It's difficult for us, in our modern auto-oriented society, to realize how dependent on railroads people in the late nineteenth century were.  With no other form of mechanized overland transportation yet available, rail was the only way to quickly and reliably travel long distances.  Railroads were often the largest employers in the places that they served, and where competing lines crossed, as the Northern Pacific’s Saint Paul and Duluth and the Great Northern’s Eastern Minnesota did in Hinckley, a busy interchange of passengers and freight developed.

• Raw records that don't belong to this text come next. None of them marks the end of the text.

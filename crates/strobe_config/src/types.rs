//! Strongly-typed contents of a `strobe.toml` file.

use serde::Deserialize;
use strobe_diagnostics::DiagnosticCode;

/// Root of the options file. Every table is optional.
#[derive(Debug, Clone, Default, Deserialize)]
pub struct BindOptions {
    /// Toggles for advisory binder diagnostics.
    #[serde(default)]
    pub binding: BindingConfig,
    /// Severity overrides keyed by diagnostic code.
    #[serde(default)]
    pub lint: LintConfig,
}

/// The `[binding]` table.
#[derive(Debug, Clone, Deserialize)]
pub struct BindingConfig {
    /// Warn when an event expression is a compile-time constant (`W300`).
    #[serde(default = "enabled")]
    pub warn_constant_event: bool,
    /// Warn when a cycle delay has no default clocking in scope (`W301`).
    #[serde(default = "enabled")]
    pub warn_missing_default_clocking: bool,
}

fn enabled() -> bool {
    true
}

impl Default for BindingConfig {
    fn default() -> Self {
        Self {
            warn_constant_event: true,
            warn_missing_default_clocking: true,
        }
    }
}

/// The `[lint]` table.
#[derive(Debug, Clone, Default, Deserialize)]
pub struct LintConfig {
    /// Warning codes to drop.
    #[serde(default)]
    pub allow: Vec<String>,
    /// Warning codes to report as errors.
    #[serde(default)]
    pub deny: Vec<String>,
}

/// A severity override for one diagnostic code.
#[derive(Debug, Clone, Copy, PartialEq, Eq)]
pub enum LintLevel {
    /// Suppress the diagnostic.
    Allow,
    /// Report the diagnostic as an error.
    Deny,
}

impl LintConfig {
    /// Returns the override configured for `code`, if any.
    pub fn level_for(&self, code: DiagnosticCode) -> Option<LintLevel> {
        let text = code.to_string();
        if self.deny.iter().any(|c| *c == text) {
            Some(LintLevel::Deny)
        } else if self.allow.iter().any(|c| *c == text) {
            Some(LintLevel::Allow)
        } else {
            None
        }
    }
}
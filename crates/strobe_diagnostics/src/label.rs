//! Secondary source annotations on a diagnostic.

use serde::{Deserialize, Serialize};
use strobe_source::Span;

/// Whether a label marks the main location or supporting context.
#[derive(Clone, Copy, PartialEq, Eq, Debug, Serialize, Deserialize)]
pub enum LabelStyle {
    /// The main location.
    Primary,
    /// Supporting context.
    Secondary,
}

/// A span with a short message attached to a diagnostic.
#[derive(Clone, Debug, Serialize, Deserialize)]
pub struct Label {
    /// The annotated range.
    pub span: Span,
    /// Message shown next to the range.
    pub message: String,
    /// Primary or secondary.
    pub style: LabelStyle,
}

impl Label {
    /// Creates a primary label.
    pub fn primary(span: Span, message: impl Into<String>) -> Self {
        Self {
            span,
            message: message.into(),
            style: LabelStyle::Primary,
        }
    }

    /// Creates a secondary label.
    pub fn secondary(span: Span, message: impl Into<String>) -> Self {
        Self {
            span,
            message: message.into(),
            style: LabelStyle::Secondary,
        }
    }
}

Railroads in this era were more than just transporters of people and goods, they were also how news and information reached even the smallest, most isolated town.  Telegraph lines running along railroad rights of way instantly transported news and information across the country and mail was carried (and often sorted) on trains.  The depot was where small towns like Hinckley connected to urban America during the late nineteenth century.  John R. Stilgoe writes in Metropolitan Corridor:  Railroads and the American Scene:  “In the years after 1880, railroad depots became the hubs of small-town life; around them developed businesses dependent on train transportation, and in them converged people anxious to learn the latest telegraphic news, to greet travelers from the (interurban) corridor…  No longer did the general store, barber shop, and post office focus small-town life; instead the depot, the gateway to the (interurban) corridor, attracted everyone interested in metropolitan excitement”  (Stilgoe, John R.  Metropolitan Corridor:  Railroads and the American Scene.  New Haven, CT.:  Yale UP, 1983, 193).

Hinckley’s railroad era downtown is particularly focused on the rail lines.  Because the town grew around the Northern Pacific depot, streets run parallel and perpendicular to the NP tracks and not directly north-south and east-west along the domain and range system of land division.  Later corridors of circulation that connected the town to the outside world cut across the railroad era grid, as seen in the modern aerial photo.  The Great Northern’s later Eastern Minnesota cuts diagonally through the town running along the southern and eastern edges of the downtown and Interstate Highway 35 is visible in the southeast corner of the photo.  The railroad era landscape survives, though the rail lines are no longer the main corridors of circulation of people, goods, ideas, and information through Hinckley.  BNSF, Union Pacific, Saint Croix Valley freight trains still run through the town on the former Great Northern line but rarely stop to pick up freight and passenger trains no longer call at Hinckley.  The Northern Pacific’s Saint Paul and Duluth line north to Duluth, out of service, is now the seventy-mile Willard Munger trail, the country’s longest paved trail.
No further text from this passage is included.